Johnny Depp, Jeff Beck Accused Of Stealing Lyrics From Black Poet Incarcerated In The '60s

The "Sad Motherf**kin' Parade" song from the duo's latest album glaringly shares several lines with "Hobo Ben," a poem written by Slim Wilson.
A spokesperson for the "18" album said an inquiry into the claims might lead to additional copyright credits.
A spokesperson for the "18" album said an inquiry into the claims might lead to additional copyright credits.
Venla Shalin via Getty Images

Johnny Depp and Jeff Beck’s new album “18” received little praise upon its mid-July release, but reviews are now taking a backseat to accusations of thievery — as their “Sad Motherf**kin’ Parade” song shares several lines with a 1960s poem left uncredited in the liner notes.
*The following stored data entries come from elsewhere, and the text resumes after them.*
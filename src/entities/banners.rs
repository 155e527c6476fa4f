use chrono::{DateTime, Utc};
use sea_orm::entity::prelude::*;

#[derive(Clone, Debug, PartialEq, DeriveEntityModel, Eq)]
#[sea_orm(table_name = "banners")]
pub struct Model {
    #[sea_orm(primary_key)]
    pub id: i64,
    pub title: String,
    pub image_url: String,
    pub link_url: Option<String>,
    pub position: String,
    pub sort_order: i32,
    pub starts_at: Option<DateTime<Utc>>,
    pub ends_at: Option<DateTime<Utc>>,
    pub is_active: bool,
    pub created_at: DateTime<Utc>,
    pub updated_at: DateTime<Utc>,
}

impl Model {
    /// is_active 이고 노출 기간 안에 있으면 true (기간이 비어 있으면 제한 없음)
    pub fn is_live_at(&self, now: DateTime<Utc>) -> bool {
        self.is_active
            && self.starts_at.is_none_or(|s| s <= now)
            && self.ends_at.is_none_or(|e| now < e)
    }
}

#[derive(Copy, Clone, Debug, EnumIter, DeriveRelation)]
pub enum Relation {}

impl ActiveModelBehavior for ActiveModel {}
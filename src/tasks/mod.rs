//! 백그라운드 작업.
//!
//! 업로드 이벤트 큐와 미디어 워커. `spawn_media_worker` 는 시작할 때 한 번 호출하고,
//! 돌려받은 송신 핸들은 첨부파일 서비스에 넘긴다.

use std::sync::Arc;

use tokio::sync::{Semaphore, mpsc};

use crate::media::{MediaProcessor, ProcessOutcome, UploadEvent};

/// 업로드 이벤트 큐 크기
pub const UPLOAD_QUEUE_CAPACITY: usize = 64;

/// 동시에 처리하는 업로드 이벤트 수
pub const MEDIA_WORKER_CONCURRENCY: usize = 4;

/// 미디어 워커를 띄우고 이벤트 송신 핸들을 돌려준다.
///
/// - 이벤트마다 태스크 하나를 띄운다. 재시도는 없고 실패는 로그만 남긴다.
/// - 처리 중인 이벤트가 `MEDIA_WORKER_CONCURRENCY` 개면 큐를 비우지 않으므로,
///   큐가 차면 업로드 쪽 `send` 가 기다린다.
/// - 모든 송신 핸들이 닫히면 워커도 끝난다.
pub fn spawn_media_worker(processor: Arc<MediaProcessor>) -> mpsc::Sender<UploadEvent> {
    spawn_media_worker_with(processor, UPLOAD_QUEUE_CAPACITY, MEDIA_WORKER_CONCURRENCY)
}

pub fn spawn_media_worker_with(
    processor: Arc<MediaProcessor>,
    capacity: usize,
    concurrency: usize,
) -> mpsc::Sender<UploadEvent> {
    let (tx, mut rx) = mpsc::channel::<UploadEvent>(capacity);
    let permits = Arc::new(Semaphore::new(concurrency));

    tokio::spawn(async move {
        loop {
            // 자리가 날 때까지 다음 이벤트를 꺼내지 않는다
            let Ok(permit) = Arc::clone(&permits).acquire_owned().await else {
                break;
            };
            let Some(event) = rx.recv().await else {
                break;
            };
            let processor = Arc::clone(&processor);
            tokio::spawn(async move {
                let _permit = permit;
                match processor.handle(&event).await {
                    Ok(ProcessOutcome::Processed(keys)) => {
                        log::debug!("Upload {} produced {keys:?}", event.key)
                    }
                    Ok(_) => {}
                    Err(e) => log::error!("Failed to process upload {}: {e:?}", event.key),
                }
            });
        }
        log::info!("Media worker stopped");
    });

    tx
}

#[cfg(test)]
mod tests {
    use super::*;
    use crate::config::MediaConfig;
    use crate::error::{AppError, AppResult};
    use crate::media::ObjectStore;
    use crate::media::storage::memory::MemoryObjectStore;
    use image::{ImageFormat, RgbImage};
    use std::io::Cursor;
    use std::time::Duration;

    #[tokio::test]
    async fn test_worker_processes_queued_uploads() {
        let store = Arc::new(MemoryObjectStore::default());
        let mut png = Cursor::new(Vec::new());
        RgbImage::new(300, 300)
            .write_to(&mut png, ImageFormat::Png)
            .unwrap();
        store
            .put("uploads/p.png", png.into_inner(), "image/png")
            .await
            .unwrap();

        let config = MediaConfig {
            sizes: vec![200, 100],
            processed_prefix: "processed".to_string(),
        };
        let tx = spawn_media_worker(Arc::new(MediaProcessor::new(store.clone(), &config)));
        tx.send(UploadEvent {
            key: "uploads/p.png".to_string(),
            content_type: "image/png".to_string(),
        })
        .await
        .unwrap();

        let expected = vec![
            "processed/100/p.png".to_string(),
            "processed/200/p.png".to_string(),
            "uploads/p.png".to_string(),
        ];
        for _ in 0..100 {
            if store.keys() == expected {
                return;
            }
            tokio::time::sleep(Duration::from_millis(20)).await;
        }
        panic!("worker did not finish: {:?}", store.keys());
    }

    /// 신호를 받기 전까지 원본 읽기를 멈추는 저장소
    struct GatedStore {
        gate: Semaphore,
    }

    #[async_trait::async_trait]
    impl ObjectStore for GatedStore {
        async fn get(&self, key: &str) -> AppResult<Vec<u8>> {
            let _open = self.gate.acquire().await;
            Err(AppError::NotFound(key.to_string()))
        }
        async fn put(&self, _key: &str, _bytes: Vec<u8>, _content_type: &str) -> AppResult<()> {
            Ok(())
        }
        async fn delete(&self, _key: &str) -> AppResult<()> {
            Ok(())
        }
    }

    #[tokio::test]
    async fn test_busy_worker_applies_backpressure() {
        let store = Arc::new(GatedStore {
            gate: Semaphore::new(0),
        });
        let processor = Arc::new(MediaProcessor::new(store.clone(), &MediaConfig::default()));
        let tx = spawn_media_worker_with(processor, 1, 1);
        let event = |n: u32| UploadEvent {
            key: format!("uploads/{n}.png"),
            content_type: "image/png".to_string(),
        };

        // 1번은 처리 중, 2번은 큐에서 대기
        tx.send(event(1)).await.unwrap();
        tokio::time::sleep(Duration::from_millis(50)).await;
        tx.send(event(2)).await.unwrap();
        tokio::time::sleep(Duration::from_millis(50)).await;
        assert!(matches!(
            tx.try_send(event(3)),
            Err(mpsc::error::TrySendError::Full(_))
        ));

        // 처리가 풀리면 큐가 다시 빈다
        store.gate.add_permits(10);
        tokio::time::timeout(Duration::from_secs(2), tx.send(event(3)))
            .await
            .unwrap()
            .unwrap();
    }
}
use crate::models::*;
use crate::services::ReviewService;
use actix_web::{HttpResponse, ResponseError, Result, web};
use serde_json::json;

#[utoipa::path(
    get,
    path = "/reviews",
    tag = "reviews",
    params(
        ("page" = Option<u32>, Query, description = "페이지"),
        ("per_page" = Option<u32>, Query, description = "페이지당 개수"),
        ("product_id" = Option<i64>, Query, description = "상품 ID"),
        ("is_hidden" = Option<bool>, Query, description = "숨김 여부")
    ),
    security(
        ("bearer_auth" = [])
    ),
    responses(
        (status = 200, description = "리뷰 목록")
    )
)]
pub async fn list_reviews(
    review_service: web::Data<ReviewService>,
    query: web::Query<ReviewQuery>,
) -> Result<HttpResponse> {
    match review_service.list(&query).await {
        Ok(response) => Ok(HttpResponse::Ok().json(json!({
            "success": true,
            "data": response
        }))),
        Err(e) => Ok(e.error_response()),
    }
}

#[utoipa::path(
    patch,
    path = "/reviews/{id}/visibility",
    tag = "reviews",
    params(("id" = i64, Path, description = "리뷰 ID")),
    request_body = UpdateReviewVisibilityRequest,
    security(
        ("bearer_auth" = [])
    ),
    responses(
        (status = 200, description = "숨김/노출 변경", body = ReviewResponse),
        (status = 404, description = "리뷰 없음")
    )
)]
pub async fn update_review_visibility(
    review_service: web::Data<ReviewService>,
    path: web::Path<i64>,
    request: web::Json<UpdateReviewVisibilityRequest>,
) -> Result<HttpResponse> {
    match review_service
        .set_hidden(path.into_inner(), request.is_hidden)
        .await
    {
        Ok(response) => Ok(HttpResponse::Ok().json(json!({
            "success": true,
            "data": response
        }))),
        Err(e) => Ok(e.error_response()),
    }
}

#[utoipa::path(
    delete,
    path = "/reviews/{id}",
    tag = "reviews",
    params(("id" = i64, Path, description = "리뷰 ID")),
    security(
        ("bearer_auth" = [])
    ),
    responses(
        (status = 200, description = "리뷰 삭제", body = DeletedResponse),
        (status = 404, description = "리뷰 없음")
    )
)]
pub async fn delete_review(
    review_service: web::Data<ReviewService>,
    path: web::Path<i64>,
) -> Result<HttpResponse> {
    let id = path.into_inner();
    match review_service.delete(id).await {
        Ok(()) => Ok(HttpResponse::Ok().json(json!({
            "success": true,
            "data": DeletedResponse { id, deleted: true }
        }))),
        Err(e) => Ok(e.error_response()),
    }
}

pub fn review_config(cfg: &mut web::ServiceConfig) {
    cfg.service(
        web::scope("/reviews")
            .route("", web::get().to(list_reviews))
            .route("/{id}", web::delete().to(delete_review))
            .route("/{id}/visibility", web::patch().to(update_review_visibility)),
    );
}
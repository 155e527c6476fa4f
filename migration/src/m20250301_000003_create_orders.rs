use sea_orm_migration::prelude::*;

#[derive(DeriveIden)]
enum Users {
    Table,
    Id,
}

#[derive(DeriveIden)]
enum Sellers {
    Table,
    Id,
}

#[derive(DeriveIden)]
enum Products {
    Table,
    Id,
}

#[derive(DeriveIden)]
enum Orders {
    Table,
    Id,
    OrderNumber,
    UserId,
    OrderStatus,
    PaymentStatus,
    DeliveryStatus,
    TotalAmount,
    ShippingAddress,
    OrderedAt,
    PaidAt,
    CreatedAt,
    UpdatedAt,
}

#[derive(DeriveIden)]
enum OrderItems {
    Table,
    Id,
    OrderId,
    ProductId,
    SellerId,
    ProductName,
    UnitPrice,
    Quantity,
    Status,
    CreatedAt,
    UpdatedAt,
}

#[derive(DeriveIden)]
enum Deliveries {
    Table,
    Id,
    OrderId,
    Courier,
    TrackingNumber,
    Status,
    ShippedAt,
    DeliveredAt,
    CreatedAt,
    UpdatedAt,
}

#[derive(DeriveMigrationName)]
pub struct Migration;

#[async_trait::async_trait]
impl MigrationTrait for Migration {
    async fn up(&self, manager: &SchemaManager) -> Result<(), DbErr> {
        manager
            .create_table(
                Table::create()
                    .table(Orders::Table)
                    .if_not_exists()
                    .col(
                        ColumnDef::new(Orders::Id)
                            .big_integer()
                            .not_null()
                            .auto_increment()
                            .primary_key(),
                    )
                    .col(
                        ColumnDef::new(Orders::OrderNumber)
                            .string_len(32)
                            .not_null()
                            .unique_key(),
                    )
                    .col(ColumnDef::new(Orders::UserId).big_integer().not_null())
                    .col(
                        ColumnDef::new(Orders::OrderStatus)
                            .string_len(32)
                            .not_null()
                            .default("pending"),
                    )
                    .col(
                        ColumnDef::new(Orders::PaymentStatus)
                            .string_len(32)
                            .not_null()
                            .default("pending"),
                    )
                    .col(
                        ColumnDef::new(Orders::DeliveryStatus)
                            .string_len(32)
                            .not_null()
                            .default("pending"),
                    )
                    .col(ColumnDef::new(Orders::TotalAmount).big_integer().not_null())
                    .col(ColumnDef::new(Orders::ShippingAddress).string_len(500).not_null())
                    .col(
                        ColumnDef::new(Orders::OrderedAt)
                            .timestamp_with_time_zone()
                            .not_null()
                            .default(Expr::cust("NOW()")),
                    )
                    .col(ColumnDef::new(Orders::PaidAt).timestamp_with_time_zone().null())
                    .col(
                        ColumnDef::new(Orders::CreatedAt)
                            .timestamp_with_time_zone()
                            .not_null()
                            .default(Expr::cust("NOW()")),
                    )
                    .col(
                        ColumnDef::new(Orders::UpdatedAt)
                            .timestamp_with_time_zone()
                            .not_null()
                            .default(Expr::cust("NOW()")),
                    )
                    .foreign_key(
                        ForeignKey::create()
                            .name("fk_orders_user")
                            .from(Orders::Table, Orders::UserId)
                            .to(Users::Table, Users::Id),
                    )
                    .to_owned(),
            )
            .await?;

        // 정산 대상 조회는 paid_at 범위 검색
        manager
            .create_index(
                Index::create()
                    .if_not_exists()
                    .name("idx_orders_paid_at")
                    .table(Orders::Table)
                    .col(Orders::PaidAt)
                    .to_owned(),
            )
            .await?;

        manager
            .create_index(
                Index::create()
                    .if_not_exists()
                    .name("idx_orders_user")
                    .table(Orders::Table)
                    .col(Orders::UserId)
                    .to_owned(),
            )
            .await?;

        manager
            .create_table(
                Table::create()
                    .table(OrderItems::Table)
                    .if_not_exists()
                    .col(
                        ColumnDef::new(OrderItems::Id)
                            .big_integer()
                            .not_null()
                            .auto_increment()
                            .primary_key(),
                    )
                    .col(ColumnDef::new(OrderItems::OrderId).big_integer().not_null())
                    .col(ColumnDef::new(OrderItems::ProductId).big_integer().not_null())
                    .col(ColumnDef::new(OrderItems::SellerId).big_integer().not_null())
                    .col(ColumnDef::new(OrderItems::ProductName).string_len(200).not_null())
                    .col(ColumnDef::new(OrderItems::UnitPrice).big_integer().not_null())
                    .col(ColumnDef::new(OrderItems::Quantity).integer().not_null())
                    .col(
                        ColumnDef::new(OrderItems::Status)
                            .string_len(32)
                            .not_null()
                            .default("normal"),
                    )
                    .col(
                        ColumnDef::new(OrderItems::CreatedAt)
                            .timestamp_with_time_zone()
                            .not_null()
                            .default(Expr::cust("NOW()")),
                    )
                    .col(
                        ColumnDef::new(OrderItems::UpdatedAt)
                            .timestamp_with_time_zone()
                            .not_null()
                            .default(Expr::cust("NOW()")),
                    )
                    .foreign_key(
                        ForeignKey::create()
                            .name("fk_order_items_order")
                            .from(OrderItems::Table, OrderItems::OrderId)
                            .to(Orders::Table, Orders::Id)
                            .on_delete(ForeignKeyAction::Cascade),
                    )
                    .foreign_key(
                        ForeignKey::create()
                            .name("fk_order_items_product")
                            .from(OrderItems::Table, OrderItems::ProductId)
                            .to(Products::Table, Products::Id),
                    )
                    .foreign_key(
                        ForeignKey::create()
                            .name("fk_order_items_seller")
                            .from(OrderItems::Table, OrderItems::SellerId)
                            .to(Sellers::Table, Sellers::Id),
                    )
                    .to_owned(),
            )
            .await?;

        manager
            .create_index(
                Index::create()
                    .if_not_exists()
                    .name("idx_order_items_order")
                    .table(OrderItems::Table)
                    .col(OrderItems::OrderId)
                    .to_owned(),
            )
            .await?;

        manager
            .create_table(
                Table::create()
                    .table(Deliveries::Table)
                    .if_not_exists()
                    .col(
                        ColumnDef::new(Deliveries::Id)
                            .big_integer()
                            .not_null()
                            .auto_increment()
                            .primary_key(),
                    )
                    // 주문당 배송 1건
                    .col(
                        ColumnDef::new(Deliveries::OrderId)
                            .big_integer()
                            .not_null()
                            .unique_key(),
                    )
                    .col(ColumnDef::new(Deliveries::Courier).string_len(50).not_null())
                    .col(ColumnDef::new(Deliveries::TrackingNumber).string_len(50).not_null())
                    .col(
                        ColumnDef::new(Deliveries::Status)
                            .string_len(32)
                            .not_null()
                            .default("pending"),
                    )
                    .col(ColumnDef::new(Deliveries::ShippedAt).timestamp_with_time_zone().null())
                    .col(ColumnDef::new(Deliveries::DeliveredAt).timestamp_with_time_zone().null())
                    .col(
                        ColumnDef::new(Deliveries::CreatedAt)
                            .timestamp_with_time_zone()
                            .not_null()
                            .default(Expr::cust("NOW()")),
                    )
                    .col(
                        ColumnDef::new(Deliveries::UpdatedAt)
                            .timestamp_with_time_zone()
                            .not_null()
                            .default(Expr::cust("NOW()")),
                    )
                    .foreign_key(
                        ForeignKey::create()
                            .name("fk_deliveries_order")
                            .from(Deliveries::Table, Deliveries::OrderId)
                            .to(Orders::Table, Orders::Id)
                            .on_delete(ForeignKeyAction::Cascade),
                    )
                    .to_owned(),
            )
            .await?;

        Ok(())
    }

    async fn down(&self, manager: &SchemaManager) -> Result<(), DbErr> {
        manager
            .drop_table(Table::drop().if_exists().table(Deliveries::Table).to_owned())
            .await?;
        manager
            .drop_table(Table::drop().if_exists().table(OrderItems::Table).to_owned())
            .await?;
        manager
            .drop_table(Table::drop().if_exists().table(Orders::Table).to_owned())
            .await?;
        Ok(())
    }
}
The “Hobo Ben” poem in question was written by Slim Wilson, a Black vagabond who was convicted for murder and was later incarcerated for armed robbery, according to Rolling Stone. Wilson met American folklorist Bruce Jackson in 1964 while Wilson was in the Missouri State Penitentiary.

Though Wilson’s real name remains a mystery, Jackson said he was “one of the best narrators” he’d ever come across. Jackson featured “Hobo Ben,” among many other toasts and poems of Wilson’s, in his 1974 book “Get Your Ass in the Water and Swim Like Me.”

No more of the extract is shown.